(Dataset content begins)

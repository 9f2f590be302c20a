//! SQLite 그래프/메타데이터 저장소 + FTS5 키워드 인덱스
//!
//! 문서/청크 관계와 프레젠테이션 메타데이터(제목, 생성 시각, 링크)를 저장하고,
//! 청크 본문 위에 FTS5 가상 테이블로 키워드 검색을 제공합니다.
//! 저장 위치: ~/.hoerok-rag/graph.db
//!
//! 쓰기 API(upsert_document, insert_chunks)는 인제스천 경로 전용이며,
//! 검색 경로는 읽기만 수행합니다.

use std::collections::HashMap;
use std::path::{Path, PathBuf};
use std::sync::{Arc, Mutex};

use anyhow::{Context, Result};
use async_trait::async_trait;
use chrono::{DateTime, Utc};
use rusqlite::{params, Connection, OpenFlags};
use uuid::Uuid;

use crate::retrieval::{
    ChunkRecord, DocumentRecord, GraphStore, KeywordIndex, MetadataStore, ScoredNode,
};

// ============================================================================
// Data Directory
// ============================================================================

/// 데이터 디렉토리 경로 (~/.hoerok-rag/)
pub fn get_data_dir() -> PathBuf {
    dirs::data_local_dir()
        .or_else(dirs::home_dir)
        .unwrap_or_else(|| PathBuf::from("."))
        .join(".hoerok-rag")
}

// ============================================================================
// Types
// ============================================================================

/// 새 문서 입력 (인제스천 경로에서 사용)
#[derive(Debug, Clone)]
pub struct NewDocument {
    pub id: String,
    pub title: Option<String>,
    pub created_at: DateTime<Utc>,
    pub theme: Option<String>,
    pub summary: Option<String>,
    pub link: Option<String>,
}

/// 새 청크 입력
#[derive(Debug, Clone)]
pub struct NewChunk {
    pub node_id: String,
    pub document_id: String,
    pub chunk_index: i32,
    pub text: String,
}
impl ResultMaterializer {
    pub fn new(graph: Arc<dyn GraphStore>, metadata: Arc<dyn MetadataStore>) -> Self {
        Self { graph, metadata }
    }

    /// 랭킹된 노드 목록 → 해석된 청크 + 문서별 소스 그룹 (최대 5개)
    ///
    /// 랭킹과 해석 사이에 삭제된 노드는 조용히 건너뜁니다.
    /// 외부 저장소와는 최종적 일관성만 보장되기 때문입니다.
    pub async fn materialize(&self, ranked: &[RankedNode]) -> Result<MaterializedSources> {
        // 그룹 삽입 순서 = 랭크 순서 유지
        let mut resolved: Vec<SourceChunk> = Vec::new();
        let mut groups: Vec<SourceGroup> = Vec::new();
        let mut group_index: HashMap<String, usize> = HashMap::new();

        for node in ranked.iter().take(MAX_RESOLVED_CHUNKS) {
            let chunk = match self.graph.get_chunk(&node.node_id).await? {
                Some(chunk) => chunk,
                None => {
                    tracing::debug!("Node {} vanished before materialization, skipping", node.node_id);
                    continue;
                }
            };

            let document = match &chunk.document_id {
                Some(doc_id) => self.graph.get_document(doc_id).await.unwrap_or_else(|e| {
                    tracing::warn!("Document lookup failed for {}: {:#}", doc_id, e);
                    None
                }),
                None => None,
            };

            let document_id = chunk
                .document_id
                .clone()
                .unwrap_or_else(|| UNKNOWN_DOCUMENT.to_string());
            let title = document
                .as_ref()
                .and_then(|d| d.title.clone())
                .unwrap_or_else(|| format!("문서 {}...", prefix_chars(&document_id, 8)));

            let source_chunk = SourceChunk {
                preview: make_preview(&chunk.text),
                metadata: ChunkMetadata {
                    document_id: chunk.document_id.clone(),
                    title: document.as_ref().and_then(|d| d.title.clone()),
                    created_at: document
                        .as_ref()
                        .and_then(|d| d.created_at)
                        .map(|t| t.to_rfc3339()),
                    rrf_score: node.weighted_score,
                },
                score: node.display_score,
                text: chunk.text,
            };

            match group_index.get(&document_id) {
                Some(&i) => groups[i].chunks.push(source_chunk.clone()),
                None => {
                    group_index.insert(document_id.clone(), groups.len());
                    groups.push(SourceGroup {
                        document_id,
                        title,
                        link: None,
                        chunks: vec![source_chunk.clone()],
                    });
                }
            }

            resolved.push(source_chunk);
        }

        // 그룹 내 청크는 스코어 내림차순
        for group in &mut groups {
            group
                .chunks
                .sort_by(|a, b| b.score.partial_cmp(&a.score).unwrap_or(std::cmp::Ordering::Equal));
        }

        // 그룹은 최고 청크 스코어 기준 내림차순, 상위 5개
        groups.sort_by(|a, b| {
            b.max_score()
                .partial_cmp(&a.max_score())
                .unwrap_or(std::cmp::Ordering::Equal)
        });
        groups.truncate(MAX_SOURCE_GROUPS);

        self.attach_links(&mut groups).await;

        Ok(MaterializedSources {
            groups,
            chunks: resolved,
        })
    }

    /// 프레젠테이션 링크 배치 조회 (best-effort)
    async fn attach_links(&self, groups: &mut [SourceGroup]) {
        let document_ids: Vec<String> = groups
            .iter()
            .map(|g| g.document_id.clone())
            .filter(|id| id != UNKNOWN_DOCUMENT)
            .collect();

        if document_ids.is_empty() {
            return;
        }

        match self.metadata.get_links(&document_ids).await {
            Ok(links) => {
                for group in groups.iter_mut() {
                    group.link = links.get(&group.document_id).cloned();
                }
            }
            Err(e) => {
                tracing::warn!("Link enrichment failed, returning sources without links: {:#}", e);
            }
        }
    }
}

(Dataset content ends)

Print the data above again, with nothing altered and nothing left out.

# Answer to this task
repository 9f2f590be302c20a
//! SQLite 그래프/메타데이터 저장소 + FTS5 키워드 인덱스
//!
//! 문서/청크 관계와 프레젠테이션 메타데이터(제목, 생성 시각, 링크)를 저장하고,
//! 청크 본문 위에 FTS5 가상 테이블로 키워드 검색을 제공합니다.
//! 저장 위치: ~/.hoerok-rag/graph.db
//!
//! 쓰기 API(upsert_document, insert_chunks)는 인제스천 경로 전용이며,
//! 검색 경로는 읽기만 수행합니다.

use std::collections::HashMap;
use std::path::{Path, PathBuf};
use std::sync::{Arc, Mutex};

use anyhow::{Context, Result};
use async_trait::async_trait;
use chrono::{DateTime, Utc};
use rusqlite::{params, Connection, OpenFlags};
use uuid::Uuid;

use crate::retrieval::{
    ChunkRecord, DocumentRecord, GraphStore, KeywordIndex, MetadataStore, ScoredNode,
};

// ============================================================================
// Data Directory
// ============================================================================

/// 데이터 디렉토리 경로 (~/.hoerok-rag/)
pub fn get_data_dir() -> PathBuf {
    dirs::data_local_dir()
        .or_else(dirs::home_dir)
        .unwrap_or_else(|| PathBuf::from("."))
        .join(".hoerok-rag")
}

// ============================================================================
// Types
// ============================================================================

/// 새 문서 입력 (인제스천 경로에서 사용)
#[derive(Debug, Clone)]
pub struct NewDocument {
    pub id: String,
    pub title: Option<String>,
    pub created_at: DateTime<Utc>,
    pub theme: Option<String>,
    pub summary: Option<String>,
    pub link: Option<String>,
}

/// 새 청크 입력
#[derive(Debug, Clone)]
pub struct NewChunk {
    pub node_id: String,
    pub document_id: String,
    pub chunk_index: i32,
    pub text: String,
}
impl ResultMaterializer {
    pub fn new(graph: Arc<dyn GraphStore>, metadata: Arc<dyn MetadataStore>) -> Self {
        Self { graph, metadata }
    }

    /// 랭킹된 노드 목록 → 해석된 청크 + 문서별 소스 그룹 (최대 5개)
    ///
    /// 랭킹과 해석 사이에 삭제된 노드는 조용히 건너뜁니다.
    /// 외부 저장소와는 최종적 일관성만 보장되기 때문입니다.
    pub async fn materialize(&self, ranked: &[RankedNode]) -> Result<MaterializedSources> {
        // 그룹 삽입 순서 = 랭크 순서 유지
        let mut resolved: Vec<SourceChunk> = Vec::new();
        let mut groups: Vec<SourceGroup> = Vec::new();
        let mut group_index: HashMap<String, usize> = HashMap::new();

        for node in ranked.iter().take(MAX_RESOLVED_CHUNKS) {
            let chunk = match self.graph.get_chunk(&node.node_id).await? {
                Some(chunk) => chunk,
                None => {
                    tracing::debug!("Node {} vanished before materialization, skipping", node.node_id);
                    continue;
                }
            };

            let document = match &chunk.document_id {
                Some(doc_id) => self.graph.get_document(doc_id).await.unwrap_or_else(|e| {
                    tracing::warn!("Document lookup failed for {}: {:#}", doc_id, e);
                    None
                }),
                None => None,
            };

            let document_id = chunk
                .document_id
                .clone()
                .unwrap_or_else(|| UNKNOWN_DOCUMENT.to_string());
            let title = document
                .as_ref()
                .and_then(|d| d.title.clone())
                .unwrap_or_else(|| format!("문서 {}...", prefix_chars(&document_id, 8)));

            let source_chunk = SourceChunk {
                preview: make_preview(&chunk.text),
                metadata: ChunkMetadata {
                    document_id: chunk.document_id.clone(),
                    title: document.as_ref().and_then(|d| d.title.clone()),
                    created_at: document
                        .as_ref()
                        .and_then(|d| d.created_at)
                        .map(|t| t.to_rfc3339()),
                    rrf_score: node.weighted_score,
                },
                score: node.display_score,
                text: chunk.text,
            };

            match group_index.get(&document_id) {
                Some(&i) => groups[i].chunks.push(source_chunk.clone()),
                None => {
                    group_index.insert(document_id.clone(), groups.len());
                    groups.push(SourceGroup {
                        document_id,
                        title,
                        link: None,
                        chunks: vec![source_chunk.clone()],
                    });
                }
            }

            resolved.push(source_chunk);
        }

        // 그룹 내 청크는 스코어 내림차순
        for group in &mut groups {
            group
                .chunks
                .sort_by(|a, b| b.score.partial_cmp(&a.score).unwrap_or(std::cmp::Ordering::Equal));
        }

        // 그룹은 최고 청크 스코어 기준 내림차순, 상위 5개
        groups.sort_by(|a, b| {
            b.max_score()
                .partial_cmp(&a.max_score())
                .unwrap_or(std::cmp::Ordering::Equal)
        });
        groups.truncate(MAX_SOURCE_GROUPS);

        self.attach_links(&mut groups).await;

        Ok(MaterializedSources {
            groups,
            chunks: resolved,
        })
    }

    /// 프레젠테이션 링크 배치 조회 (best-effort)
    async fn attach_links(&self, groups: &mut [SourceGroup]) {
        let document_ids: Vec<String> = groups
            .iter()
            .map(|g| g.document_id.clone())
            .filter(|id| id != UNKNOWN_DOCUMENT)
            .collect();

        if document_ids.is_empty() {
            return;
        }

        match self.metadata.get_links(&document_ids).await {
            Ok(links) => {
                for group in groups.iter_mut() {
                    group.link = links.get(&group.document_id).cloned();
                }
            }
            Err(e) => {
                tracing::warn!("Link enrichment failed, returning sources without links: {:#}", e);
            }
        }
    }
}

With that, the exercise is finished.